La “cura dimagrante“ dei big della moda tra incentivi all’esodo e tagli

Il caso Cavalli: "Futuro incerto, gli arabi disertano gli incontri". Ma la crisi colpisce soprattutto i piccoli, cig per 250 imprese

L’ultima Milano Fashion Week

L’ultima Milano Fashion Week

Milano - Colossi dell’alta moda stanno applicando “cure dimagranti“, attraverso accordi di incentivi all’esodo per i dipendenti e tagli dei costi. Puntano le loro carte sull’e-commerce, propongono shopping personalizzato e a distanza in attesa di un ritorno a Milano di turisti e viaggiatori business. Il calo delle commesse si scarica sulle piccole e medie imprese, dalle pelletterie alle sartorie artigianali, che lavorano per le multinazionali del lusso. Si lasciano alle spalle un anno di crisi nera, e guardano a un futuro ancora incerto. "Ci stiamo occupando di diverse situazioni critiche – spiega Simona Lupaccini, segretaria della Filctem-Cgil di Milano – a ci sono piccole imprese che hanno perso fino al 50% del loro fatturato, con i dipendenti in cassa integrazione a rotazione da più di un anno". 

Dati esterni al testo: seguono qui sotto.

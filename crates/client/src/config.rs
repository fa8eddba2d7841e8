//! Client configuration loaded from environment variables.
//!
//! # Environment Variables
//!
//! All optional, with local-development defaults:
//!
//! - `QUITANDA_API_URL` - Base URL of the storefront API
//!   (default: `http://localhost:3000/api`)
//! - `QUITANDA_REQUEST_TIMEOUT_SECS` - Per-request timeout in seconds
//!   (default: 30)
//! - `QUITANDA_CREDENTIALS_FILE` - Where to persist session credentials
//!   (default: `.quitanda/credentials.json`)

use std::path::PathBuf;
use std::time::Duration;

use thiserror::Error;
use url::Url;

const DEFAULT_API_URL: &str = "http://localhost:3000/api";
const DEFAULT_TIMEOUT_SECS: u64 = 30;
const DEFAULT_CREDENTIALS_FILE: &str = ".quitanda/credentials.json";

/// Configuration errors that can occur during loading.
#[derive(Debug, Error)]
pub enum ConfigError {
    #[error("Invalid environment variable {0}: {1}")]
    InvalidEnvVar(String, String),
}

/// Storefront client configuration.
#[derive(Debug, Clone)]
pub struct ClientConfig {
    /// Base URL of the storefront API, without a trailing slash.
    pub api_base_url: Url,
    /// Timeout applied to every request.
    pub request_timeout: Duration,
    /// Path of the persisted credential file.
    pub credentials_path: PathBuf,
}

impl ClientConfig {
    /// Load configuration from environment variables.
    ///
    /// # Errors
    ///
    /// Returns [`ConfigError::InvalidEnvVar`] if `QUITANDA_API_URL` is not a
    /// valid URL or `QUITANDA_REQUEST_TIMEOUT_SECS` is not a number.
    pub fn from_env() -> Result<Self, ConfigError> {
        let raw_url =
            std::env::var("QUITANDA_API_URL").unwrap_or_else(|_| DEFAULT_API_URL.to_string());
        let api_base_url = Url::parse(&raw_url)
            .map_err(|e| ConfigError::InvalidEnvVar("QUITANDA_API_URL".to_string(), e.to_string()))?;

        let request_timeout = match std::env::var("QUITANDA_REQUEST_TIMEOUT_SECS") {
            Ok(raw) => {
                let secs: u64 = raw.parse().map_err(|_| {
                    ConfigError::InvalidEnvVar(
                        "QUITANDA_REQUEST_TIMEOUT_SECS".to_string(),
                        format!("not a number: {raw}"),
                    )
                })?;
                Duration::from_secs(secs)
            }
            Err(_) => Duration::from_secs(DEFAULT_TIMEOUT_SECS),
        };

        let credentials_path = std::env::var("QUITANDA_CREDENTIALS_FILE")
            .map_or_else(|_| PathBuf::from(DEFAULT_CREDENTIALS_FILE), PathBuf::from);

        Ok(Self {
            api_base_url,
            request_timeout,
            credentials_path,
        })
    }

    /// Configuration pointing at an explicit base URL, with defaults for the
    /// rest. Mostly useful in tests.
    #[must_use]
    pub fn with_base_url(api_base_url: Url) -> Self {
        Self {
            api_base_url,
            request_timeout: Duration::from_secs(DEFAULT_TIMEOUT_SECS),
            credentials_path: PathBuf::from(DEFAULT_CREDENTIALS_FILE),
        }
    }
}

#[cfg(test)]
#[allow(clippy::unwrap_used)]
mod tests {
    use super::*;

    #[test]
    fn test_with_base_url() {
        let url = Url::parse("http://127.0.0.1:8080/api").unwrap();
        let config = ClientConfig::with_base_url(url.clone());
        assert_eq!(config.api_base_url, url);
        assert_eq!(config.request_timeout, Duration::from_secs(30));
    }

    // Environment mutation is process-global, so everything from_env-related
    // lives in this one test.
    #[test]
    #[allow(unsafe_code)]
    fn test_from_env() {
        unsafe {
            std::env::remove_var("QUITANDA_API_URL");
            std::env::remove_var("QUITANDA_REQUEST_TIMEOUT_SECS");
            std::env::remove_var("QUITANDA_CREDENTIALS_FILE");
        }
        let config = ClientConfig::from_env().unwrap();
        assert_eq!(config.api_base_url.as_str(), "http://localhost:3000/api");
        assert_eq!(config.request_timeout, Duration::from_secs(30));
        assert_eq!(
            config.credentials_path,
            PathBuf::from(".quitanda/credentials.json")
        );

        unsafe {
            std::env::set_var("QUITANDA_API_URL", "https://loja.example.com/api/");
            std::env::set_var("QUITANDA_REQUEST_TIMEOUT_SECS", "5");
            std::env::set_var("QUITANDA_CREDENTIALS_FILE", "/tmp/creds.json");
        }
        let config = ClientConfig::from_env().unwrap();
        assert_eq!(config.api_base_url.as_str(), "https://loja.example.com/api/");
        assert_eq!(config.request_timeout, Duration::from_secs(5));
        assert_eq!(config.credentials_path, PathBuf::from("/tmp/creds.json"));

        unsafe {
            std::env::set_var("QUITANDA_REQUEST_TIMEOUT_SECS", "soon");
        }
        assert!(matches!(
            ClientConfig::from_env(),
            Err(ConfigError::InvalidEnvVar(var, _)) if var == "QUITANDA_REQUEST_TIMEOUT_SECS"
        ));

        unsafe {
            std::env::set_var("QUITANDA_API_URL", "not a url");
            std::env::remove_var("QUITANDA_REQUEST_TIMEOUT_SECS");
        }
        assert!(matches!(
            ClientConfig::from_env(),
            Err(ConfigError::InvalidEnvVar(var, _)) if var == "QUITANDA_API_URL"
        ));

        unsafe {
            std::env::remove_var("QUITANDA_API_URL");
            std::env::remove_var("QUITANDA_CREDENTIALS_FILE");
        }
    }
}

Solo nella Città metropolitana di Milano nel settore tessile, che nel tessuto imprenditoriale del territorio comprende anche centri produttivi d’eccellenza a livello mondiale, sono oltre 250 le imprese che finora hanno aperto procedure di cassa integrazione, in molti casi limitate alla prima fase della pandemia. E la grande incognita è legata alla fine del blocco dei licenziamenti, che potrebbe aprire la strada ad esuberi di massa nel settore. Una delle situazioni più incerte sul tavolo dei sindacati è quella della Roberto Cavalli, celebre marchio ora di proprietà dell’araba Damac Properties. Qui la “cura dimagrante“, partita prima della pandemia, ha già ridotto i dipendenti da 150 a una trentina. Sono rimasti i lavoratori che hanno accettato di trasferirsi a Milano in seguito alla chiusura della storica sede a Sesto Fiorentino, in Toscana. Gli altri hanno dovuto optare per l’uscita incentivata, trovandosi davanti a due strade: cercare un nuovo lavoro o attendere la pensione.

Chi ha scelto di spostarsi in Lombardia, però, non si trova ancora in acque tranquille. "La preoccupazione dei lavoratori è legata al rischio di nuovi trasferimenti – spiega Lupaccini – e noi da mesi chiediamo un incontro alla nuova proprietà perché ci delinei la strategia e il piano industriale. Gli appuntamenti continuano a slittare e in questo modo è difficile intessere relazioni". 

I sindacati milanesi dei settori tessile e commercio si preparano a un’iniziativa pubblica, per chiedere a Comune e Regione di aprire un tavolo sul futuro della capitale della moda e sul ruolo di Milano post-Covid. Le vie dello shopping contano infatti chiusure di negozi - per citare un caso, il ridimensionamento della presenza a Milano del marchio di lingerie La Perla - non solo del comparto fast fashion. Simbolo culturale dell’Italia nel mondo e seconda industria manifatturiera italiana, la moda sta vivendo una crisi profonda. Fattura complessivamente 100 miliardi ma oggi perde il 25% del fatturato e nel 2020 ha subito un calo dei ricavi del 17%. In uno scenario favorevole, secondo gli ultimi dati del ministero della Cultura, la crescita potrebbe attestarsi intorno al 15%, ma la strada da percorrere è in salita.